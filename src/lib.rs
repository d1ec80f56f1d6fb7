//! Glossary support for rendered content: links the first occurrence of each
//! glossary term to its entry in a letter-filtered glossary listing, and
//! provides the listing helpers (letter index, filters, ordering, paging).
//!
//! ```
//! use simple_glossary_rs::{DocumentContext, GlossaryUris, autolink};
//!
//! let uris = GlossaryUris::new("https://example.com");
//! let terms = uris.terms(["API"]);
//! let html = autolink("<p>Call the API.</p>", &terms, &DocumentContext::none());
//! assert!(html.contains(r#"<a href="https://example.com/glossary/letter/A/#API""#));
//! ```

mod autolink;
pub mod listing;
pub mod markup;
mod term;
mod terms;
mod uri;

pub use autolink::{
    AutolinkConfig, AutolinkReport, Autolinker, DocumentContext, MatchStrategy, PatternError,
    SkipReason, SkippedTerm, autolink,
};
pub use listing::{
    ListingFilter, ListingPage, ListingQuery, TermIndex, first_letter_counts, list_terms,
};
pub use term::{GlossaryTerm, first_letter, normalize_title};
pub use terms::{TermEntry, TermsError, TermsFile};
pub use uri::{GlossaryUris, encode_fragment};
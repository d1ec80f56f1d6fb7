use std::cmp;
use std::error::Error;
use std::fs;
use std::io;
use std::path::{Path, PathBuf};

use atty::Stream;
use clap::{Parser, Subcommand};
use serde_json::json;
use simple_glossary_rs::{
    AutolinkConfig, Autolinker, DocumentContext, GlossaryUris, ListingFilter, ListingQuery,
    MatchStrategy, TermIndex, TermsFile, first_letter_counts, list_terms,
};
use tracing::info;

#[derive(Parser, Debug)]
#[command(
    name = "simple-glossary",
    about = "Autolink glossary terms and browse glossary listings",
    version
)]
pub struct Cli {
    /// Emit JSON instead of human-readable output.
    #[arg(long, global = true)]
    json: bool,

    /// Log skipped terms and other diagnostics to stderr.
    #[arg(short, long, global = true)]
    verbose: bool,

    #[command(subcommand)]
    command: Command,
}

#[derive(Subcommand, Debug)]
enum Command {
    /// Link the first occurrence of each glossary term in a document.
    Autolink {
        /// JSON terms file.
        #[arg(short, long)]
        terms: PathBuf,
        /// Document to process. Reads stdin when omitted.
        input: Option<PathBuf>,
        /// The document is the glossary entry with this title.
        #[arg(long, conflicts_with = "page_title")]
        entry_title: Option<String>,
        /// The document is an ordinary page with this title.
        #[arg(long)]
        page_title: Option<String>,
        #[arg(long, value_enum, default_value_t = MatchStrategy::Pattern)]
        strategy: MatchStrategy,
        /// Class attribute for inserted links.
        #[arg(long)]
        class_name: Option<String>,
    },
    /// Print the listing URI for each title.
    Uri {
        /// Titles to build URIs for.
        #[arg(required = true)]
        titles: Vec<String>,
        #[arg(long, default_value = "http://localhost")]
        site_url: String,
        #[arg(long, default_value = "glossary")]
        archive_slug: String,
    },
    /// Count terms per first letter.
    Letters {
        #[arg(short, long)]
        terms: PathBuf,
    },
    /// Show one page of the alphabetical listing.
    List {
        #[arg(short, long)]
        terms: PathBuf,
        /// Only terms starting with this letter. Disables paging.
        #[arg(long)]
        letter: Option<String>,
        /// Only terms starting with this text.
        #[arg(long)]
        begins_with: Option<String>,
        #[arg(long, default_value_t = 1)]
        page: usize,
        #[arg(long, default_value_t = 10)]
        per_page: usize,
    },
    /// List terms that start with the provided prefix.
    Prefix {
        #[arg(short, long)]
        terms: PathBuf,
        /// Prefix to search for.
        prefix: String,
        /// Maximum number of matches to return.
        #[arg(short, long, default_value_t = 10)]
        limit: usize,
    },
}

pub fn run() -> Result<(), Box<dyn Error>> {
    let cli = Cli::parse();
    init_logging(cli.verbose);
    match cli.command {
        Command::Autolink {
            terms,
            input,
            entry_title,
            page_title,
            strategy,
            class_name,
        } => {
            let context = match (entry_title, page_title) {
                (Some(title), _) => DocumentContext::glossary_entry(title),
                (None, Some(title)) => DocumentContext::page(title),
                (None, None) => DocumentContext::none(),
            };
            let mut config = AutolinkConfig {
                strategy,
                ..AutolinkConfig::default()
            };
            if let Some(class_name) = class_name {
                config.class_name = class_name;
            }
            handle_autolink(&terms, input.as_deref(), &context, config, cli.json)
        }
        Command::Uri {
            titles,
            site_url,
            archive_slug,
        } => {
            let uris = GlossaryUris::new(site_url).with_archive_slug(archive_slug);
            handle_uri(&uris, titles, cli.json)
        }
        Command::Letters { terms } => handle_letters(&terms, cli.json),
        Command::List {
            terms,
            letter,
            begins_with,
            page,
            per_page,
        } => {
            let query = ListingQuery {
                filter: ListingFilter::from_params(letter.as_deref(), begins_with.as_deref()),
                page,
                per_page,
            };
            handle_list(&terms, &query, cli.json)
        }
        Command::Prefix {
            terms,
            prefix,
            limit,
        } => handle_prefix(&terms, prefix, limit, cli.json),
    }
}

fn init_logging(verbose: bool) {
    use tracing_subscriber::EnvFilter;

    let level = if verbose { "debug" } else { "warn" };
    let filter = EnvFilter::try_from_default_env().unwrap_or_else(|_| EnvFilter::new(level));
    let _ = tracing_subscriber::fmt()
        .with_env_filter(filter)
        .with_writer(io::stderr)
        .compact()
        .try_init();
}

fn load_terms(path: &Path) -> Result<TermsFile, Box<dyn Error>> {
    let file = TermsFile::from_path(path)
        .map_err(|err| format!("Failed to load terms from {}: {err}", path.display()))?;
    info!(path = %path.display(), count = file.entries.len(), "loaded glossary terms");
    Ok(file)
}

fn read_input(input: Option<&Path>) -> Result<String, Box<dyn Error>> {
    match input {
        Some(path) => {
            let content = fs::read_to_string(path)
                .map_err(|err| format!("Failed to read {}: {err}", path.display()))?;
            Ok(content)
        }
        None => {
            if atty::is(Stream::Stdin) {
                return Err("No input file given and stdin is a terminal".into());
            }
            Ok(io::read_to_string(io::stdin())?)
        }
    }
}

fn handle_autolink(
    terms_path: &Path,
    input: Option<&Path>,
    context: &DocumentContext,
    config: AutolinkConfig,
    as_json: bool,
) -> Result<(), Box<dyn Error>> {
    let terms = load_terms(terms_path)?.terms();
    let content = read_input(input)?;
    let linker = Autolinker::new(config);
    let report = linker.link_report(&content, &terms, context);
    info!(
        linked = report.linked.len(),
        skipped = report.skipped.len(),
        strategy = %linker.config().strategy,
        "autolinked document"
    );

    if as_json {
        println!("{}", serde_json::to_string_pretty(&report)?);
    } else {
        print!("{}", report.content);
    }
    Ok(())
}

fn handle_uri(uris: &GlossaryUris, titles: Vec<String>, as_json: bool) -> Result<(), Box<dyn Error>> {
    let rows: Vec<(String, String)> = titles
        .into_iter()
        .map(|title| {
            let uri = uris.term_uri(&title);
            (title, uri)
        })
        .collect();

    if as_json {
        let payload: Vec<_> = rows
            .iter()
            .map(|(title, uri)| json!({ "title": title, "target_uri": uri }))
            .collect();
        println!("{}", serde_json::to_string_pretty(&payload)?);
    } else {
        let width = column_width(rows.iter().map(|(title, _)| title.as_str()), "TITLE");
        println!("{:<width$}  {}", "TITLE", "TARGET_URI", width = width);
        println!("{:-<width$}  {}", "", "----------", width = width);
        for (title, uri) in &rows {
            println!("{:<width$}  {}", title, uri, width = width);
        }
    }
    Ok(())
}

fn handle_letters(terms_path: &Path, as_json: bool) -> Result<(), Box<dyn Error>> {
    let file = load_terms(terms_path)?;
    let counts = first_letter_counts(file.titles());

    if as_json {
        let payload: Vec<_> = counts
            .iter()
            .map(|(letter, count)| {
                json!({
                    "letter": letter,
                    "count": count,
                    "uri": file.uris.filter_uri(letter, &ListingFilter::None, false),
                })
            })
            .collect();
        println!("{}", serde_json::to_string_pretty(&payload)?);
    } else if counts.is_empty() {
        println!("No glossary terms.");
    } else {
        println!("{:<6}  {}", "LETTER", "COUNT");
        println!("{:-<6}  {}", "", "-----");
        for (letter, count) in &counts {
            println!("{:<6}  {}", letter, count);
        }
    }
    Ok(())
}

fn handle_list(terms_path: &Path, query: &ListingQuery, as_json: bool) -> Result<(), Box<dyn Error>> {
    let terms = load_terms(terms_path)?.terms();
    let page = list_terms(&terms, query);

    if as_json {
        println!("{}", serde_json::to_string_pretty(&page)?);
        return Ok(());
    }
    if page.items.is_empty() {
        println!("No terms found.");
        return Ok(());
    }
    println!(
        "Page {} of {} ({} matching terms)",
        page.page, page.total_pages, page.total
    );
    let width = column_width(page.items.iter().map(|term| term.title.as_str()), "TITLE");
    println!("{:<width$}  {}", "TITLE", "TARGET_URI", width = width);
    println!("{:-<width$}  {}", "", "----------", width = width);
    for term in &page.items {
        println!("{:<width$}  {}", term.title, term.target_uri, width = width);
    }
    Ok(())
}

fn handle_prefix(
    terms_path: &Path,
    prefix: String,
    limit: usize,
    as_json: bool,
) -> Result<(), Box<dyn Error>> {
    let file = load_terms(terms_path)?;
    let index = TermIndex::build(file.titles())?;
    let limit = cmp::max(1, limit);
    let matches = index.prefix(&prefix, limit);

    if as_json {
        let payload = json!({
            "prefix": prefix,
            "limit": limit,
            "results": matches.iter().map(|title| {
                json!({ "title": title, "target_uri": file.uris.term_uri(title) })
            }).collect::<Vec<_>>(),
        });
        println!("{}", serde_json::to_string_pretty(&payload)?);
    } else if matches.is_empty() {
        println!("No terms matched prefix \"{prefix}\".");
    } else {
        println!("Matches for prefix \"{prefix}\":");
        for title in &matches {
            println!("  {title}");
        }
    }
    Ok(())
}

fn column_width<'a>(values: impl Iterator<Item = &'a str>, header: &str) -> usize {
    values
        .map(|value| value.chars().count())
        .max()
        .unwrap_or(0)
        .max(header.len())
}
//! Error types for the Roads API client.
//!
//! # Design
//! Every failure an operation can hit maps to exactly one variant and is
//! handed back to the caller as produced. Validation variants fire before any
//! network activity; `Auth`, `Transport` and `Decode` carry whatever the
//! collaborator reported; `Canceled` and `DeadlineExceeded` mirror the
//! [`CancelReason`](crate::cancel::CancelReason) of the caller's context.

use thiserror::Error;

/// Boxed error produced by an [`HttpTransport`](crate::http::HttpTransport).
pub type TransportError = Box<dyn std::error::Error + Send + Sync + 'static>;

/// Errors returned by `RoadsClient` operations.
#[derive(Debug, Error)]
pub enum RoadsError {
    /// A snap-to-road request carried no points.
    #[error("snapToRoad: You must specify a Path")]
    EmptyPath,

    /// A speed-limits request carried neither points nor place IDs.
    #[error("speedLimits: You must specify a Path or PlaceID")]
    MissingPathOrPlaceId,

    /// A `"lat,lng"` string could not be parsed.
    #[error("invalid lat,lng pair: {0:?}")]
    InvalidLatLng(String),

    /// The configured base URL and endpoint path do not form a valid URL.
    #[error("invalid request URL: {0}")]
    Url(#[from] url::ParseError),

    /// The signing collaborator refused to produce a query string.
    #[error("auth: {0}")]
    Auth(String),

    /// The HTTP round-trip itself failed.
    #[error("transport: {0}")]
    Transport(#[source] TransportError),

    /// The response body was not the expected JSON shape.
    #[error("decode: {0}")]
    Decode(#[from] serde_json::Error),

    /// The service answered with its JSON error envelope.
    #[error("roads API error (HTTP {status}): {message}")]
    Api { status: u16, message: String },

    /// The service answered with a non-2xx status and an unrecognised body.
    #[error("HTTP {status}: {body}")]
    Http { status: u16, body: String },

    /// The caller's context was cancelled before a result arrived.
    #[error("context canceled")]
    Canceled,

    /// The caller's context deadline passed before a result arrived.
    #[error("context deadline exceeded")]
    DeadlineExceeded,

    /// The request worker went away without reporting a result.
    #[error("request worker terminated before producing a result")]
    WorkerLost,
}

impl RoadsError {
    /// True for the two variants produced by a fired [`CallContext`](crate::cancel::CallContext).
    pub fn is_cancellation(&self) -> bool {
        matches!(self, RoadsError::Canceled | RoadsError::DeadlineExceeded)
    }
}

§ §

What is needed
Would you please filter the lines above and copy every one that includes "ListingFilter"?

Written solution
    ListingFilter, ListingPage, ListingQuery, TermIndex, first_letter_counts, list_terms,
    AutolinkConfig, Autolinker, DocumentContext, GlossaryUris, ListingFilter, ListingQuery,
                filter: ListingFilter::from_params(letter.as_deref(), begins_with.as_deref()),
                    "uri": file.uris.filter_uri(letter, &ListingFilter::None, false),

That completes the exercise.